● **What is expected**
Across all the entries below, how many lines mention the string "impl"? Respond with a single number.

● **Records supplied**
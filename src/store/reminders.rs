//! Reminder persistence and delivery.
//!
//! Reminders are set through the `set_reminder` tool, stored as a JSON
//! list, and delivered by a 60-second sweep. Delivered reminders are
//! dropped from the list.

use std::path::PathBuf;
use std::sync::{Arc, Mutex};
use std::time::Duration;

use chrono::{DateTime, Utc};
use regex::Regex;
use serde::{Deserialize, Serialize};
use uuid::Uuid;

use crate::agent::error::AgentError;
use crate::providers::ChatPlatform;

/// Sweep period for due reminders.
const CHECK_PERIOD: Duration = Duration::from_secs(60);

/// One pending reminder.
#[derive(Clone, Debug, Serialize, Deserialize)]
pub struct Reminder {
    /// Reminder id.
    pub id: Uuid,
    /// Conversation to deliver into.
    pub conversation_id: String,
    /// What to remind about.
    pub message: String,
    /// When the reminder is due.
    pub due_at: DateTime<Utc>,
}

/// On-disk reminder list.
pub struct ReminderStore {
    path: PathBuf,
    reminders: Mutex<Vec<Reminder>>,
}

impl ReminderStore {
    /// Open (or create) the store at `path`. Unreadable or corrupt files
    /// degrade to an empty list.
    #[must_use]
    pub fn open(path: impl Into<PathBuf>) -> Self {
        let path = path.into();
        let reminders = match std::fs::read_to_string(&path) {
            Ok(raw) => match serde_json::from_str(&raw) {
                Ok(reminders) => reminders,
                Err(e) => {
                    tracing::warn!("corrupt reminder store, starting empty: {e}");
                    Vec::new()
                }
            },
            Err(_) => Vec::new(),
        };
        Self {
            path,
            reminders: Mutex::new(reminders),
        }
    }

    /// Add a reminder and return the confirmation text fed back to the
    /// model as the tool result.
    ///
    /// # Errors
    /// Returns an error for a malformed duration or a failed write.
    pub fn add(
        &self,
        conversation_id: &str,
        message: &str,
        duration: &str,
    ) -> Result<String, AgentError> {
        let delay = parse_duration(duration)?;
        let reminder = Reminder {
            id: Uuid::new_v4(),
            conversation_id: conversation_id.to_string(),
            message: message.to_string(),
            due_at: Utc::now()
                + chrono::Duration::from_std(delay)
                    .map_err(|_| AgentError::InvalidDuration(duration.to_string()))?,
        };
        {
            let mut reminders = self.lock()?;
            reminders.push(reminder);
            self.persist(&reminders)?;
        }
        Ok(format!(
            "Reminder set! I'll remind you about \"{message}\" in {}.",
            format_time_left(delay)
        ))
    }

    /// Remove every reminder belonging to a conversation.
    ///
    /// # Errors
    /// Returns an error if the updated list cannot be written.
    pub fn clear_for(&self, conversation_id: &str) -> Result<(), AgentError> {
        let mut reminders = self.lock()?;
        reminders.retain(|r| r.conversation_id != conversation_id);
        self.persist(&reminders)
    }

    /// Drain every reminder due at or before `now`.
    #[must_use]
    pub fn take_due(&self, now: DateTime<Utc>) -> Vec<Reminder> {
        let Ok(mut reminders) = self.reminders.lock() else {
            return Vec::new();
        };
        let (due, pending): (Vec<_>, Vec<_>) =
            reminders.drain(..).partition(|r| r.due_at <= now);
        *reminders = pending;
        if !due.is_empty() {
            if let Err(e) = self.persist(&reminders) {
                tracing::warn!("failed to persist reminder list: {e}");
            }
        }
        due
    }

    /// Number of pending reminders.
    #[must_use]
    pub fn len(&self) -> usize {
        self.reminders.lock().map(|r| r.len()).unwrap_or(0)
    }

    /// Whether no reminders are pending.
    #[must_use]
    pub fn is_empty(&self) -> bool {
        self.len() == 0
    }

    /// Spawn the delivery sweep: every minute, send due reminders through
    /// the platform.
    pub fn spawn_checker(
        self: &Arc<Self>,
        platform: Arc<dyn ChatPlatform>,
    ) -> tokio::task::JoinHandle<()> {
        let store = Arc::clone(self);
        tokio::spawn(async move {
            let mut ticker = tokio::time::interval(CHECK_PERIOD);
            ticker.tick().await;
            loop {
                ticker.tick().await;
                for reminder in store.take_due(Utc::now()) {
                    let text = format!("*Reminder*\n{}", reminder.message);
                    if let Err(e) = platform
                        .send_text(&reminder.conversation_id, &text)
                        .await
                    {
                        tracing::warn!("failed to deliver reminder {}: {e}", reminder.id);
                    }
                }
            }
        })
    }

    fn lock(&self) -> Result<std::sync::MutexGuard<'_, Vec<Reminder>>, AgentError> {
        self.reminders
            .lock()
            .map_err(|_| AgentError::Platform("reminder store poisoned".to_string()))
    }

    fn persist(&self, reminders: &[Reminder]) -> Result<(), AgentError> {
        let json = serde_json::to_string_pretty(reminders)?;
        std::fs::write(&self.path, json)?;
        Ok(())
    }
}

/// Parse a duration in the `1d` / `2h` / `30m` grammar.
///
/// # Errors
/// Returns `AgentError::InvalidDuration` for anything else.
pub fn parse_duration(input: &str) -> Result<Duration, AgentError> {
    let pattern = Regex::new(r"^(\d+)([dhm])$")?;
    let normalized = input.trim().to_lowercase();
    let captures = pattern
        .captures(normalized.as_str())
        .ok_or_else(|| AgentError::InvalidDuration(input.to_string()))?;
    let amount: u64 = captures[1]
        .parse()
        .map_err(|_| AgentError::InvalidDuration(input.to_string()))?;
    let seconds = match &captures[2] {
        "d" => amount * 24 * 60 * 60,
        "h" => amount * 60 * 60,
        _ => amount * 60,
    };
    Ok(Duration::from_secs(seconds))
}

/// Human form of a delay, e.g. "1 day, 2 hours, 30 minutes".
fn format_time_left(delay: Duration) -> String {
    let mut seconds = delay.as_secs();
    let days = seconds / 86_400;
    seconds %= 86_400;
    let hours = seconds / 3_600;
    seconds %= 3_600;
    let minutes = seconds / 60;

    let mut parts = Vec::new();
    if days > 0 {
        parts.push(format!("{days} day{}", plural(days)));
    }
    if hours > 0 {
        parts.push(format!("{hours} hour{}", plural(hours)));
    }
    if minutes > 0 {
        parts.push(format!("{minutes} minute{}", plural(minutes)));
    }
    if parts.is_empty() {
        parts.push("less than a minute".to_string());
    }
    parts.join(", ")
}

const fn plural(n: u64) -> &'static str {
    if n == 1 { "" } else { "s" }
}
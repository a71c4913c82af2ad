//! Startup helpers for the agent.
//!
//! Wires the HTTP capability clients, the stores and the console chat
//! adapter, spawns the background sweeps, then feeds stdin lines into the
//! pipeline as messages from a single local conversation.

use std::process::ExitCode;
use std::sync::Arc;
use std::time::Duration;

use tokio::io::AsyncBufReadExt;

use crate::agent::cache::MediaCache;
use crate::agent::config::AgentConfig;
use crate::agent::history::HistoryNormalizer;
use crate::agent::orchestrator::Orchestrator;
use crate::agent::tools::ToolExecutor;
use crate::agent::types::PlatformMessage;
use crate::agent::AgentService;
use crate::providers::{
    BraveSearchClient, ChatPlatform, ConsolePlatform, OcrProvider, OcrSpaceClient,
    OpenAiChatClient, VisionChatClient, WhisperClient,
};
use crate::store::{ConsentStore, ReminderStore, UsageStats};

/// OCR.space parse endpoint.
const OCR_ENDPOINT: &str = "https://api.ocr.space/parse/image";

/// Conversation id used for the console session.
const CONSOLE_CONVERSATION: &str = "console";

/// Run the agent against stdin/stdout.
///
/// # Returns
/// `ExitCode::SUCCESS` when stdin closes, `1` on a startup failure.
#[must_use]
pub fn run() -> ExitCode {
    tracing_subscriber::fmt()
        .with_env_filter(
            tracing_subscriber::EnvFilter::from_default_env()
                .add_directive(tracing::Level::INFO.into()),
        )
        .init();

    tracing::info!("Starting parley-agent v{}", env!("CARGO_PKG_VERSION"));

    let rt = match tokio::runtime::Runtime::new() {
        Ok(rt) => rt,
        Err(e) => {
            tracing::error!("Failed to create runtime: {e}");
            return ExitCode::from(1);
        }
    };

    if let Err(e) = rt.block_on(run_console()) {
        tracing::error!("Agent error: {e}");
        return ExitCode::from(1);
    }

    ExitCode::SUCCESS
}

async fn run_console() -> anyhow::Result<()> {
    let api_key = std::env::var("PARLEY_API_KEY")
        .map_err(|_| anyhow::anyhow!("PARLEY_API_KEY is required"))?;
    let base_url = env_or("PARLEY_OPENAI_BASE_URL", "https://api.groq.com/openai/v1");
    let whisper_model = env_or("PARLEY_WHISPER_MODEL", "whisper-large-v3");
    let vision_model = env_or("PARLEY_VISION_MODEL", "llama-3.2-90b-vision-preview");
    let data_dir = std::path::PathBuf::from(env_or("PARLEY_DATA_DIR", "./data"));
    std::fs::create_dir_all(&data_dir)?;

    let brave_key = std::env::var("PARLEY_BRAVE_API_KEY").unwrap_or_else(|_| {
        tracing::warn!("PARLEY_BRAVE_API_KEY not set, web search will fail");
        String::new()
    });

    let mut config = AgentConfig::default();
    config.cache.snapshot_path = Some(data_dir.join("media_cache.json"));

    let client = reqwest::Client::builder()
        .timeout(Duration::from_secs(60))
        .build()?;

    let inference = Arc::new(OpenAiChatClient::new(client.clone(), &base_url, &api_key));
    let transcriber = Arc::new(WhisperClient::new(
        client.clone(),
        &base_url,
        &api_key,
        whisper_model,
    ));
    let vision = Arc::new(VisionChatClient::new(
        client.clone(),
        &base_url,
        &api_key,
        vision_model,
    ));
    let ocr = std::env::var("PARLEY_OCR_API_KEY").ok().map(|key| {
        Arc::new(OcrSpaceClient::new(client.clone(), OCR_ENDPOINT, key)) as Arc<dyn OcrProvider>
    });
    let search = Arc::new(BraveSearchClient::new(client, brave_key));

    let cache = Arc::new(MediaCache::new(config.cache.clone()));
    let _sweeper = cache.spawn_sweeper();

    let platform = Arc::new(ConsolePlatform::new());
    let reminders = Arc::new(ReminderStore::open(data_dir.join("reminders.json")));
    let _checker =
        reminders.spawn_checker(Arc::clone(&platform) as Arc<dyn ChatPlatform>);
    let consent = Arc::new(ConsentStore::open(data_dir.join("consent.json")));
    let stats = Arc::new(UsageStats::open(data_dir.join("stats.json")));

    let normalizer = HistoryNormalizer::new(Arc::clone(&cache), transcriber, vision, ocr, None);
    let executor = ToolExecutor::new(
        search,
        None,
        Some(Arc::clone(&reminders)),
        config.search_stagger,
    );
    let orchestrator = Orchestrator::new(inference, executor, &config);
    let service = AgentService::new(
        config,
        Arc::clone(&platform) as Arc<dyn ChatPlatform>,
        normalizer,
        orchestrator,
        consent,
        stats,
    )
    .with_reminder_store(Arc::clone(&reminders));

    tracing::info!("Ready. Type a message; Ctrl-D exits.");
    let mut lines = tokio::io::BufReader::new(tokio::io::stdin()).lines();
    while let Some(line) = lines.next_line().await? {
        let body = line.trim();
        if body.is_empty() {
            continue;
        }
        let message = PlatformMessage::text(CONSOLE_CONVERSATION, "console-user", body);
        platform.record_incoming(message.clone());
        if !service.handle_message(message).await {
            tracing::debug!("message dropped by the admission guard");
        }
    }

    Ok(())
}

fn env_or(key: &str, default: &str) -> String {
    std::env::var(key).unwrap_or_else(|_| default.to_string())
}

● **Solution below**
2